The enemy also employs mentally challenged people as suicide bombers, Metz said. In these instances, he noted, the charges often are detonated by a remote device when the bombers reach their targets.
“We’re fighting in an irregular way because the enemy doesn’t want to mess with us in a conventional way,” Metz said. The terrorists, he said, realize they can’t compete with the U.S. military on a conventional battlefield. However, al-Qaida, the Taliban and other terrorists are relentless foes who telegraph their plans in their writings and messages to the world, Metz pointed out.
“Make no mistake about it – these thugs write what they’re going to do, just as clearly as Adolf Hitler wrote “Mein Kampf,” Metz said. “Mein Kampf,” meaning “My Struggle” in English, was written a decade before Hitler came to power in Germany in 1933. The book clearly outlined Hitler’s plans for world domination and destruction of the Jewish people.

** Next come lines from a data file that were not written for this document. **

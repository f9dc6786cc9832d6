use std::fmt;
use std::fs;
use std::path::{Path, PathBuf};
use std::str::FromStr;

use crate::backup::RetentionConfig;
use crate::error::{DeployError, DeployResult, ResultExt};

pub const DEFAULT_INSTALL_DIR: &str = "/opt/infinity-metrics";
pub const DEFAULT_APP_IMAGE: &str = "karloscodes/infinity-metrics-beta:latest";
pub const DEFAULT_PROXY_IMAGE: &str = "caddy:2.8-alpine";
pub const DATABASE_FILE: &str = "infinity-metrics-production.db";

const KEY_DOMAIN: &str = "INFINITY_METRICS_DOMAIN";
const KEY_ADMIN_EMAIL: &str = "INFINITY_METRICS_ADMIN_EMAIL";
const KEY_LICENSE_KEY: &str = "INFINITY_METRICS_LICENSE_KEY";
const KEY_APP_IMAGE: &str = "INFINITY_METRICS_APP_IMAGE";
const KEY_PROXY_IMAGE: &str = "INFINITY_METRICS_CADDY_IMAGE";
const KEY_INSTALL_DIR: &str = "INFINITY_METRICS_INSTALL_DIR";
const KEY_BACKUP_PATH: &str = "INFINITY_METRICS_BACKUP_PATH";
const KEY_INSTALLER_URL: &str = "INFINITY_METRICS_INSTALLER_URL";
const KEY_ENV: &str = "INFINITY_METRICS_ENV";
const KEY_DAILY_DAYS: &str = "INFINITY_METRICS_BACKUP_DAILY_DAYS";
const KEY_WEEKLY_DAYS: &str = "INFINITY_METRICS_BACKUP_WEEKLY_DAYS";
const KEY_MONTHLY_DAYS: &str = "INFINITY_METRICS_BACKUP_MONTHLY_DAYS";

/// Deployment environment. Selects the TLS mode of the proxy.
#[derive(Debug, Clone, Copy, PartialEq, Eq, Default)]
pub enum Environment {
    #[default]
    Production,
    Test,
}

impl fmt::Display for Environment {
    fn fmt(&self, f: &mut fmt::Formatter<'_>) -> fmt::Result {
        match self {
            Self::Production => f.write_str("production"),
            Self::Test => f.write_str("test"),
        }
    }
}

impl FromStr for Environment {
    type Err = DeployError;

    fn from_str(s: &str) -> Result<Self, Self::Err> {
        match s.trim().to_ascii_lowercase().as_str() {
            "production" | "prod" => Ok(Self::Production),
            "test" | "development" | "dev" => Ok(Self::Test),
            other => Err(DeployError::InvalidConfig(format!(
                "unknown environment '{other}'"
            ))),
        }
    }
}

/// Read-only snapshot of the values a run deploys with.
#[derive(Debug, Clone, PartialEq, Eq)]
pub struct ReleaseConfig {
    pub domain: String,
    pub admin_email: String,
    pub license_key: String,
    pub app_image: String,
    pub proxy_image: String,
    pub install_dir: PathBuf,
    pub backup_path: PathBuf,
    pub environment: Environment,
}

/// Installer configuration, persisted as a flat `KEY=VALUE` file
/// next to the installation.
///
/// # Example
///
/// ```
/// use infinity_metrics_installer::Config;
///
/// let config = Config::new()
///     .domain("analytics.example.com")
///     .admin_email("ops@example.com")
///     .license_key("IM-1234");
///
/// assert!(config.validate().is_ok());
/// assert!(config.database_path().ends_with("storage/infinity-metrics-production.db"));
/// ```
#[derive(Debug, Clone, PartialEq, Eq)]
pub struct Config {
    pub domain: String,
    pub admin_email: String,
    pub license_key: String,
    pub app_image: String,
    pub proxy_image: String,
    pub install_dir: PathBuf,
    pub backup_path: Option<PathBuf>,
    pub installer_url: Option<String>,
    pub environment: Environment,
    pub retention: RetentionConfig,
}

impl Default for Config {
    fn default() -> Self {
        Self::new()
    }
}

impl Config {
    #[must_use]
    pub fn new() -> Self {
        Self {
            domain: String::new(),
            admin_email: String::new(),
            license_key: String::new(),
            app_image: DEFAULT_APP_IMAGE.to_string(),
            proxy_image: DEFAULT_PROXY_IMAGE.to_string(),
            install_dir: PathBuf::from(DEFAULT_INSTALL_DIR),
            backup_path: None,
            installer_url: None,
            environment: Environment::Production,
            retention: RetentionConfig::default(),
        }
    }

    #[must_use]
    pub fn domain(mut self, domain: &str) -> Self {
        self.domain = domain.to_string();
        self
    }

    #[must_use]
    pub fn admin_email(mut self, email: &str) -> Self {
        self.admin_email = email.to_string();
        self
    }

    #[must_use]
    pub fn license_key(mut self, key: &str) -> Self {
        self.license_key = key.to_string();
        self
    }

    #[must_use]
    pub fn app_image(mut self, image: &str) -> Self {
        self.app_image = image.to_string();
        self
    }

    #[must_use]
    pub fn proxy_image(mut self, image: &str) -> Self {
        self.proxy_image = image.to_string();
        self
    }

    #[must_use]
    pub fn install_dir(mut self, dir: impl Into<PathBuf>) -> Self {
        self.install_dir = dir.into();
        self
    }

    #[must_use]
    pub const fn environment(mut self, environment: Environment) -> Self {
        self.environment = environment;
        self
    }

    /// Load a configuration file, starting from defaults for any
    /// key the file does not set.
    pub fn load_from_file(path: &Path) -> DeployResult<Self> {
        if !path.exists() {
            return Err(DeployError::FileNotFound(path.display().to_string()));
        }
        let content = fs::read_to_string(path)
            .with_context(|| format!("reading config {}", path.display()))?;
        Self::parse(&content)
    }

    /// Parse `KEY=VALUE` content. Unknown keys are ignored.
    pub fn parse(content: &str) -> DeployResult<Self> {
        let mut config = Self::new();

        for (key, value) in parse_env_lines(content) {
            match key.as_str() {
                KEY_DOMAIN => config.domain = value,
                KEY_ADMIN_EMAIL => config.admin_email = value,
                KEY_LICENSE_KEY => config.license_key = value,
                KEY_APP_IMAGE => config.app_image = value,
                KEY_PROXY_IMAGE => config.proxy_image = value,
                KEY_INSTALL_DIR => config.install_dir = PathBuf::from(value),
                KEY_BACKUP_PATH if !value.is_empty() => {
                    config.backup_path = Some(PathBuf::from(value));
                }
                KEY_INSTALLER_URL if !value.is_empty() => config.installer_url = Some(value),
                KEY_ENV => config.environment = value.parse()?,
                KEY_DAILY_DAYS => config.retention.daily_days = parse_days(&key, &value)?,
                KEY_WEEKLY_DAYS => config.retention.weekly_days = parse_days(&key, &value)?,
                KEY_MONTHLY_DAYS => config.retention.monthly_days = parse_days(&key, &value)?,
                _ => log::debug!("ignoring unknown config key {key}"),
            }
        }

        Ok(config)
    }

    /// Render the configuration as `KEY=VALUE` lines.
    #[must_use]
    pub fn render(&self) -> String {
        let mut lines = vec![
            format!("{KEY_DOMAIN}={}", self.domain),
            format!("{KEY_ADMIN_EMAIL}={}", self.admin_email),
            format!("{KEY_LICENSE_KEY}={}", self.license_key),
            format!("{KEY_APP_IMAGE}={}", self.app_image),
            format!("{KEY_PROXY_IMAGE}={}", self.proxy_image),
            format!("{KEY_INSTALL_DIR}={}", self.install_dir.display()),
            format!("{KEY_ENV}={}", self.environment),
            format!("{KEY_DAILY_DAYS}={}", self.retention.daily_days),
            format!("{KEY_WEEKLY_DAYS}={}", self.retention.weekly_days),
            format!("{KEY_MONTHLY_DAYS}={}", self.retention.monthly_days),
        ];
        if let Some(path) = &self.backup_path {
            lines.push(format!("{KEY_BACKUP_PATH}={}", path.display()));
        }
        if let Some(url) = &self.installer_url {
            lines.push(format!("{KEY_INSTALLER_URL}={url}"));
        }
        let mut out = lines.join("\n");
        out.push('\n');
        out
    }

    /// Write the configuration file with owner-only permissions,
    /// since it carries the license key.
    pub fn save_to_file(&self, path: &Path) -> DeployResult<()> {
        if let Some(parent) = path.parent() {
            fs::create_dir_all(parent)
                .with_context(|| format!("creating {}", parent.display()))?;
        }
        fs::write(path, self.render())
            .with_context(|| format!("writing config {}", path.display()))?;

        #[cfg(unix)]
        {
            use std::os::unix::fs::PermissionsExt;
            fs::set_permissions(path, fs::Permissions::from_mode(0o600))?;
        }
        Ok(())
    }

    /// Check that every field a deployment needs is present.
    pub fn validate(&self) -> DeployResult<()> {
        let required = [
            ("domain", self.domain.as_str()),
            ("admin email", self.admin_email.as_str()),
            ("license key", self.license_key.as_str()),
            ("app image", self.app_image.as_str()),
            ("proxy image", self.proxy_image.as_str()),
        ];
        for (name, value) in required {
            if value.trim().is_empty() {
                return Err(DeployError::InvalidConfig(format!("{name} is required")));
            }
        }
        if self.install_dir.as_os_str().is_empty() {
            return Err(DeployError::InvalidConfig("install dir is required".into()));
        }
        if !self.admin_email.contains('@') {
            return Err(DeployError::InvalidConfig(format!(
                "admin email '{}' is not an email address",
                self.admin_email
            )));
        }
        Ok(())
    }

    #[must_use]
    pub fn get_data(&self) -> ReleaseConfig {
        ReleaseConfig {
            domain: self.domain.clone(),
            admin_email: self.admin_email.clone(),
            license_key: self.license_key.clone(),
            app_image: self.app_image.clone(),
            proxy_image: self.proxy_image.clone(),
            install_dir: self.install_dir.clone(),
            backup_path: self.backups_dir(),
            environment: self.environment,
        }
    }

    #[must_use]
    pub fn storage_dir(&self) -> PathBuf {
        self.install_dir.join("storage")
    }

    #[must_use]
    pub fn logs_dir(&self) -> PathBuf {
        self.install_dir.join("logs")
    }

    #[must_use]
    pub fn proxy_dir(&self) -> PathBuf {
        self.install_dir.join("proxy")
    }

    #[must_use]
    pub fn backups_dir(&self) -> PathBuf {
        self.backup_path
            .clone()
            .unwrap_or_else(|| self.storage_dir().join("backups"))
    }

    #[must_use]
    pub fn caddyfile_path(&self) -> PathBuf {
        self.proxy_dir().join("Caddyfile")
    }

    #[must_use]
    pub fn database_path(&self) -> PathBuf {
        self.storage_dir().join(DATABASE_FILE)
    }

    #[must_use]
    pub fn env_file_path(&self) -> PathBuf {
        self.install_dir.join(".env")
    }

    #[must_use]
    pub fn lock_path(&self) -> PathBuf {
        self.install_dir.join(".installer.lock")
    }
}

/// Split `KEY=VALUE` content into pairs, skipping blank lines and
/// `#` comments and stripping matching quotes around values.
#[must_use]
pub fn parse_env_lines(content: &str) -> Vec<(String, String)> {
    content
        .lines()
        .map(str::trim)
        .filter(|line| !line.is_empty() && !line.starts_with('#'))
        .filter_map(|line| {
            let line = line.strip_prefix("export ").unwrap_or(line);
            let (k, v) = line.split_once('=')?;
            Some((k.trim().to_string(), unquote(v.trim()).to_string()))
        })
        .collect()
}

fn unquote(value: &str) -> &str {
    for quote in ['"', '\''] {
        if value.len() >= 2 && value.starts_with(quote) && value.ends_with(quote) {
            return &value[1..value.len() - 1];
        }
    }
    value
}

fn parse_days(key: &str, value: &str) -> DeployResult<u32> {
    value
        .parse()
        .map_err(|_| DeployError::InvalidConfig(format!("{key} must be a number of days, got '{value}'")))
}

#[cfg(test)]
mod tests {
    use super::*;

    fn complete() -> Config {
        Config::new()
            .domain("metrics.example.com")
            .admin_email("admin@example.com")
            .license_key("IM-ABC")
    }

    #[test]
    fn defaults() {
        let config = Config::new();

        assert_eq!(config.app_image, DEFAULT_APP_IMAGE);
        assert_eq!(config.proxy_image, DEFAULT_PROXY_IMAGE);
        assert_eq!(config.install_dir, PathBuf::from(DEFAULT_INSTALL_DIR));
        assert_eq!(config.environment, Environment::Production);
        assert_eq!(config.retention, RetentionConfig::default());
    }

    #[test]
    fn default_proxy_supports_status_code_error_handlers() {
        // `handle_errors 5xx` needs Caddy 2.8 or newer.
        let tag = DEFAULT_PROXY_IMAGE.split_once(':').unwrap().1;
        let version = tag.split('-').next().unwrap();
        assert_ne!(
            crate::version::compare_versions(version, "2.8"),
            std::cmp::Ordering::Less
        );
    }

    #[test]
    fn validate_reports_first_missing_field() {
        let err = Config::new().validate().unwrap_err();
        assert_eq!(err.to_string(), "invalid configuration: domain is required");

        let err = Config::new().domain("x.dev").validate().unwrap_err();
        assert_eq!(err.to_string(), "invalid configuration: admin email is required");
    }

    #[test]
    fn validate_rejects_bad_email() {
        let err = complete().admin_email("nobody").validate().unwrap_err();
        assert!(err.to_string().contains("not an email address"));
    }

    #[test]
    fn validate_accepts_complete_config() {
        assert!(complete().validate().is_ok());
    }

    #[test]
    fn parse_handles_comments_quotes_and_unknown_keys() {
        let content = "\
# generated by the installer
INFINITY_METRICS_DOMAIN=\"metrics.example.com\"
export INFINITY_METRICS_ADMIN_EMAIL='admin@example.com'

INFINITY_METRICS_LICENSE_KEY = IM-ABC
INFINITY_METRICS_ENV=test
INFINITY_METRICS_BACKUP_DAILY_DAYS=3
SOMETHING_ELSE=ignored
";
        let config = Config::parse(content).unwrap();

        assert_eq!(config.domain, "metrics.example.com");
        assert_eq!(config.admin_email, "admin@example.com");
        assert_eq!(config.license_key, "IM-ABC");
        assert_eq!(config.environment, Environment::Test);
        assert_eq!(config.retention.daily_days, 3);
        assert_eq!(config.retention.weekly_days, 14);
    }

    #[test]
    fn parse_rejects_non_numeric_retention() {
        let err = Config::parse("INFINITY_METRICS_BACKUP_WEEKLY_DAYS=two").unwrap_err();
        assert!(err.to_string().contains("INFINITY_METRICS_BACKUP_WEEKLY_DAYS"));
    }

    #[test]
    fn render_then_parse_preserves_fields() {
        let mut config = complete().install_dir("/srv/im");
        config.installer_url = Some("https://example.com/infinity-metrics-v1.2.3-amd64".into());
        config.backup_path = Some(PathBuf::from("/srv/backups"));

        let parsed = Config::parse(&config.render()).unwrap();
        assert_eq!(parsed, config);
    }

    #[test]
    fn derived_paths() {
        let config = complete().install_dir("/srv/im");

        assert_eq!(config.storage_dir(), PathBuf::from("/srv/im/storage"));
        assert_eq!(config.logs_dir(), PathBuf::from("/srv/im/logs"));
        assert_eq!(config.caddyfile_path(), PathBuf::from("/srv/im/proxy/Caddyfile"));
        assert_eq!(config.backups_dir(), PathBuf::from("/srv/im/storage/backups"));
        assert_eq!(
            config.database_path(),
            PathBuf::from("/srv/im/storage/infinity-metrics-production.db")
        );
    }

    #[test]
    fn get_data_snapshot() {
        let data = complete().install_dir("/srv/im").get_data();

        assert_eq!(data.domain, "metrics.example.com");
        assert_eq!(data.backup_path, PathBuf::from("/srv/im/storage/backups"));
    }
}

Terrorists use IEDs as a strategic tool to “get us to quit, so that the caliphate can rise up and the thugs can take over,” Metz said. It’s therefore paramount, Metz emphasized, that using the IED as a strategic weapon doesn’t lead terrorists to decide to use it to attack Americans in the homeland.
Meanwhile, U.S. forces “are absolutely confident they can win” in Afghanistan and Iraq, Metz said, adding that American servicemembers “are a super-quality bunch of men and women.” U.S. servicemembers can win the fight in Afghanistan and Iraq if they’re supported properly, Metz emphasized.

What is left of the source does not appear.